To determine the S-invariants, you have to solve a linear equation system, i.e., transpose(M)*x=0 where M is the incidence matrix. The matrix of the mentioned exercise is
2 0 0 −1 0
-5 3 1 0 0
0 −6 0 5 4
0 0 −1 0 −2 Every solution to the linear equation system is an s-invariant. You may proceed as follows using the Gaussian algorithm:
10 0 0 −5 0
-10 6 2 0 0
0 −6 0 5 4
0 0 −1 0 −2
10 0 0 −5 0
0 6 2 −5 0
0 −6 0 5 4
0 0 −1 0 −2
10 0 0 −5 0
0 6 2 −5 0
0 0 2 0 4
0 0 −1 0 −2
10 0 0 −5 0
0 6 2 −5 0
0 0 2 0 4
0 0 −2 0 −4
10 0 0 −5 0
0 6 2 −5 0
0 0 2 0 4
0 0 0 0 0
2 0 0 −1 0
0 6 0 −5 -4
0 0 2 0 4
0 0 0 0 0
From here you can get two solution vectors:
x1 = (3,5,0,6,0) x2 = (0,2,-6,0,3)
Now, any linear combination of these two vectors is an S-invariant.

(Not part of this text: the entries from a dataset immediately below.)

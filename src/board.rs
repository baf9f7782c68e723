use std::fmt;

use serde::{Deserialize, Serialize};

pub const SIDE: usize = 3;
pub const CELL_COUNT: usize = SIDE * SIDE;

#[derive(Debug, PartialEq, Eq, Clone, Copy, Serialize, Deserialize)]
pub enum Player {
    X,
    O,
}

impl Player {

    pub fn opponent(&self) -> Self {
        match self {
            Player::X => Player::O,
            Player::O => Player::X,
        }
    }

    pub fn symbol(&self) -> &'static str {
        match self {
            Player::X => "X",
            Player::O => "O",
        }
    }
}

impl fmt::Display for Player {
    fn fmt(&self, f: &mut fmt::Formatter<'_>) -> fmt::Result {
        f.write_str(self.symbol())
    }
}

/// Content of one board position. Serialized as `""`, `"X"` or `"O"`.
#[derive(Debug, PartialEq, Eq, Clone, Copy, Default, Serialize, Deserialize)]
pub enum Cell {
    #[default]
    #[serde(rename = "")]
    Empty,
    X,
    O,
}

impl Cell {
    pub fn of(player: Player) -> Self {
        match player {
            Player::X => Cell::X,
            Player::O => Cell::O,
        }
    }

    pub fn mark(&self) -> Option<Player> {
        match self {
            Cell::Empty => None,
            Cell::X => Some(Player::X),
            Cell::O => Some(Player::O),
        }
    }

    pub fn is_empty(&self) -> bool {
        *self == Cell::Empty
    }
}

/// Row-major 3x3 grid, `index = row * 3 + col`.
#[derive(Debug, Clone, PartialEq, Eq)]
pub struct GameBoard {
    cells: [Cell; CELL_COUNT],
}

impl GameBoard {
    pub fn new() -> GameBoard {
        GameBoard { cells: [Cell::Empty; CELL_COUNT] }
    }

    pub fn from_cells(cells: [Cell; CELL_COUNT]) -> GameBoard {
        GameBoard { cells }
    }

    pub fn cells(&self) -> &[Cell; CELL_COUNT] {
        &self.cells
    }

    /// Out-of-range indices read as empty.
    pub fn cell(&self, index: usize) -> Cell {
        self.cells.get(index).copied().unwrap_or_default()
    }

    /// Marks an empty cell. Returns false, leaving the board untouched, when the
    /// cell is occupied or the index is off the board.
    pub fn update_cell(&mut self, index: usize, player: Player) -> bool {
        match self.cells.get_mut(index) {
            Some(cell) if cell.is_empty() => {
                *cell = Cell::of(player);
                true
            }
            _ => false,
        }
    }

    pub fn is_full(&self) -> bool {
        self.cells.iter().all(|cell| !cell.is_empty())
    }

    pub fn occupied(&self) -> usize {
        self.cells.iter().filter(|cell| !cell.is_empty()).count()
    }
}

impl Default for GameBoard {
    fn default() -> Self {
        Self::new()
    }
}

pub fn row_col(index: usize) -> (usize, usize) {
    (index / SIDE, index % SIDE)
}

pub fn index_of(row: usize, col: usize) -> usize {
    row * SIDE + col
}

impl fmt::Display for GameBoard {
    fn fmt(&self, f: &mut fmt::Formatter<'_>) -> fmt::Result {
        for (row, chunk) in self.cells.chunks(SIDE).enumerate() {
            if row > 0 {
                f.write_str("/")?;
            }
            for cell in chunk {
                f.write_str(cell.mark().map_or(".", |p| p.symbol()))?;
            }
        }
        Ok(())
    }
}

#[cfg(test)]
mod tests {
    use super::*;

    #[test]
    fn test_new_board_is_empty() {
        let board = GameBoard::new();
        assert!(board.cells().iter().all(Cell::is_empty));
        assert_eq!(board.occupied(), 0);
        assert!(!board.is_full());
    }

    #[test]
    fn test_update_cell_marks_once() {
        let mut board = GameBoard::new();
        assert!(board.update_cell(4, Player::X));
        assert!(!board.update_cell(4, Player::O));
        assert_eq!(board.cell(4), Cell::X);
    }

    #[test]
    fn test_update_cell_off_board() {
        let mut board = GameBoard::new();
        assert!(!board.update_cell(9, Player::X));
        assert_eq!(board, GameBoard::new());
        assert_eq!(board.cell(42), Cell::Empty);
    }

    #[test]
    fn test_row_col_mapping() {
        assert_eq!(row_col(0), (0, 0));
        assert_eq!(row_col(5), (1, 2));
        assert_eq!(row_col(7), (2, 1));
        for index in 0..CELL_COUNT {
            let (row, col) = row_col(index);
            assert_eq!(index_of(row, col), index);
        }
    }

    #[test]
    fn test_opponent() {
        assert_eq!(Player::X.opponent(), Player::O);
        assert_eq!(Player::O.opponent(), Player::X);
    }

    #[test]
    fn test_display() {
        let mut board = GameBoard::new();
        board.update_cell(0, Player::X);
        board.update_cell(4, Player::O);
        assert_eq!(board.to_string(), "X../.O./...");
    }

    #[test]
    fn test_cell_serializes_as_mark() {
        assert_eq!(serde_json::to_string(&Cell::Empty).unwrap(), "\"\"");
        assert_eq!(serde_json::to_string(&Cell::X).unwrap(), "\"X\"");
        assert_eq!(serde_json::from_str::<Cell>("\"O\"").unwrap(), Cell::O);
    }
}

Hence, there are infinitely many s-invariants, and all of them can be obtained, e.g., as a linear combination of the above two ones (or the ones mentioned in the example solution). If you compute x1-x2 = (3,3,6,6,-3), you find your vector multiplied by 3, so yes, your vector is also an s-invariant.
I don't see a simpler way than solving the linear equation system, albeit the cycles in the dataflow graph correspond with the s-invariants.